McCaul, who recently led a congressional delegation on a trip to the Middle East, stressed that the U.S. is not winning the war against Islamic extremism.
“Violent extremists are not on the run as the president claims. They are on the march and expanding at great cost to the free world,” he said. “Today we worry about more than just terrorist cells — we worry about full-fledged terrorist armies as they capture territory and enlist thousands to join their ranks.”
In Syria and Iraq, McCaul said the world is witnessing “the largest global convergence of Islamist terrorists” in modern history.
“All you have to do is look at the numbers. More than 40,000 aspiring jihadists have entered the conflict zone providing groups like ISIS with a larger fighting force than entire nation-states like Denmark or Norway and in some ways, terrorists have put together a broader coalition than the one trying to defeat them,” he said. 
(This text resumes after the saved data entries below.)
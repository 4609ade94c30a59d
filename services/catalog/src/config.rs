use serde::Deserialize;
use std::path::PathBuf;

/// Main configuration for the catalog service
#[derive(Debug, Clone, Deserialize)]
pub struct Config {
    /// Service configuration
    #[serde(default)]
    pub service: ServiceConfig,
    /// Which remote object store backs the asset store
    #[serde(default)]
    pub storage: StorageConfig,
    /// S3 configuration
    pub s3: S3Config,
    /// Local disk cache configuration
    #[serde(default)]
    pub cache: CacheConfig,
    /// Asset URL configuration
    #[serde(default)]
    pub assets: AssetsConfig,
    /// Database configuration
    pub database: DatabaseConfig,
    /// API configuration
    #[serde(default)]
    pub api: ApiConfig,
}

/// Service-level configuration
#[derive(Debug, Clone, Deserialize)]
pub struct ServiceConfig {
    /// Service name for logging/metrics
    #[serde(default = "default_service_name")]
    pub name: String,
    /// Log level (trace, debug, info, warn, error)
    #[serde(default = "default_log_level")]
    pub log_level: String,
    /// Metrics port
    #[serde(default = "default_metrics_port")]
    pub metrics_port: u16,
}

/// Remote object store selection
#[derive(Debug, Clone, Copy, Deserialize, PartialEq, Eq, Default)]
#[serde(rename_all = "snake_case")]
pub enum StorageBackend {
    /// S3-compatible object storage
    #[default]
    S3,
    /// Process-local map, for development without an object store
    Memory,
}

#[derive(Debug, Clone, Default, Deserialize)]
pub struct StorageConfig {
    #[serde(default)]
    pub backend: StorageBackend,
}

/// S3 storage configuration
#[derive(Debug, Clone, Deserialize)]
pub struct S3Config {
    /// S3 bucket name for image storage
    pub bucket: String,
    /// AWS region
    #[serde(default = "default_region")]
    pub region: String,
    /// Custom endpoint URL (for MinIO, R2, LocalStack, etc.)
    pub endpoint_url: Option<String>,
    /// Force path-style access (required for MinIO)
    #[serde(default)]
    pub force_path_style: bool,
    /// Multipart upload threshold in bytes (5MB default)
    #[serde(default = "default_multipart_threshold")]
    pub multipart_threshold_bytes: usize,
    /// Part size for multipart uploads in bytes (5MB default)
    #[serde(default = "default_part_size")]
    pub part_size_bytes: usize,
    /// Public base URL of the bucket, used when assets are linked directly
    pub public_base_url: Option<String>,
}

/// Local disk cache configuration
#[derive(Debug, Clone, Deserialize)]
pub struct CacheConfig {
    /// Directory holding cached asset files
    #[serde(default = "default_cache_dir")]
    pub dir: PathBuf,
}

/// How asset identifiers are turned into client-facing URLs
#[derive(Debug, Clone, Copy, Deserialize, PartialEq, Eq, Default)]
#[serde(rename_all = "snake_case")]
pub enum UrlMode {
    /// Route through this service's image download endpoint
    #[default]
    Proxy,
    /// Link straight to the public object store endpoint
    Direct,
}

#[derive(Debug, Clone, Deserialize)]
pub struct AssetsConfig {
    #[serde(default)]
    pub url_mode: UrlMode,
    /// Externally reachable base URL of this API (proxy mode)
    #[serde(default = "default_public_api_url")]
    pub public_api_url: String,
}

/// Database configuration
#[derive(Debug, Clone, Deserialize)]
pub struct DatabaseConfig {
    /// PostgreSQL connection URL
    pub url: String,
    /// Maximum number of connections in the pool
    #[serde(default = "default_max_connections")]
    pub max_connections: u32,
    /// Minimum number of connections in the pool
    #[serde(default = "default_min_connections")]
    pub min_connections: u32,
    /// Connection timeout in seconds
    #[serde(default = "default_connect_timeout_secs")]
    pub connect_timeout_secs: u64,
    /// Idle connection timeout in seconds
    #[serde(default = "default_idle_timeout_secs")]
    pub idle_timeout_secs: u64,
    /// Run migrations on startup
    #[serde(default = "default_run_migrations")]
    pub run_migrations: bool,
}

/// HTTP API configuration
#[derive(Debug, Clone, Deserialize)]
pub struct ApiConfig {
    /// API listen address
    #[serde(default = "default_api_host")]
    pub host: String,
    /// API listen port
    #[serde(default = "default_api_port")]
    pub port: u16,
    /// Enable CORS
    #[serde(default = "default_true")]
    pub cors_enabled: bool,
    /// Allowed CORS origins
    #[serde(default)]
    pub cors_origins: Vec<String>,
    /// Maximum accepted request body, which bounds image uploads
    #[serde(default = "default_max_upload_bytes")]
    pub max_upload_bytes: usize,
}

// Default value functions
fn default_service_name() -> String {
    "catalog-service".to_string()
}

fn default_log_level() -> String {
    "info".to_string()
}

fn default_metrics_port() -> u16 {
    9090
}

fn default_region() -> String {
    "auto".to_string()
}

fn default_multipart_threshold() -> usize {
    5 * 1024 * 1024 // 5MB
}

fn default_part_size() -> usize {
    5 * 1024 * 1024 // 5MB
}

fn default_cache_dir() -> PathBuf {
    std::env::temp_dir().join("catalog-assets")
}

fn default_public_api_url() -> String {
    "http://localhost:8080".to_string()
}

fn default_max_connections() -> u32 {
    10
}

fn default_min_connections() -> u32 {
    2
}

fn default_connect_timeout_secs() -> u64 {
    30
}

fn default_idle_timeout_secs() -> u64 {
    600
}

fn default_run_migrations() -> bool {
    true
}

fn default_true() -> bool {
    true
}

fn default_api_host() -> String {
    "0.0.0.0".to_string()
}

fn default_api_port() -> u16 {
    8080
}

fn default_max_upload_bytes() -> usize {
    16 * 1024 * 1024
}

impl Config {
    /// Load configuration from environment and config files
    pub fn load() -> anyhow::Result<Self> {
        let config = config::Config::builder()
            // Start with default values
            .set_default("service.name", "catalog-service")?
            .set_default("service.log_level", "info")?
            .set_default("service.metrics_port", 9090)?
            // Add config file if present
            .add_source(config::File::with_name("config/catalog").required(false))
            .add_source(config::File::with_name("/etc/bazaar/catalog").required(false))
            // Override with environment variables
            // CATALOG__S3__BUCKET -> s3.bucket
            .add_source(
                config::Environment::with_prefix("CATALOG")
                    .separator("__")
                    .try_parsing(true),
            )
            .build()?;

        config.try_deserialize().map_err(Into::into)
    }
}

impl Default for ServiceConfig {
    fn default() -> Self {
        Self {
            name: default_service_name(),
            log_level: default_log_level(),
            metrics_port: default_metrics_port(),
        }
    }
}

impl Default for CacheConfig {
    fn default() -> Self {
        Self {
            dir: default_cache_dir(),
        }
    }
}

impl Default for AssetsConfig {
    fn default() -> Self {
        Self {
            url_mode: UrlMode::default(),
            public_api_url: default_public_api_url(),
        }
    }
}

impl Default for ApiConfig {
    fn default() -> Self {
        Self {
            host: default_api_host(),
            port: default_api_port(),
            cors_enabled: default_true(),
            cors_origins: Vec::new(),
            max_upload_bytes: default_max_upload_bytes(),
        }
    }
}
In all the prognosticating currently taking place in this election year in post-America, we'd do well to remember that the future does not unfold in a linear fashion. While some trends are clear, and will clearly impact developments that have yet to occur, we ought to count on being blindsided by some events that come from left field.

And actually, the argument could be made that jihad harm done to us will fall under that first category: the clear trends that yield fairly foreseeable occurrences. If, when it hits us, it seems more like something belonging to the latter category, it will be because we reacted to the likes of what Representative McCall is saying with a shrug.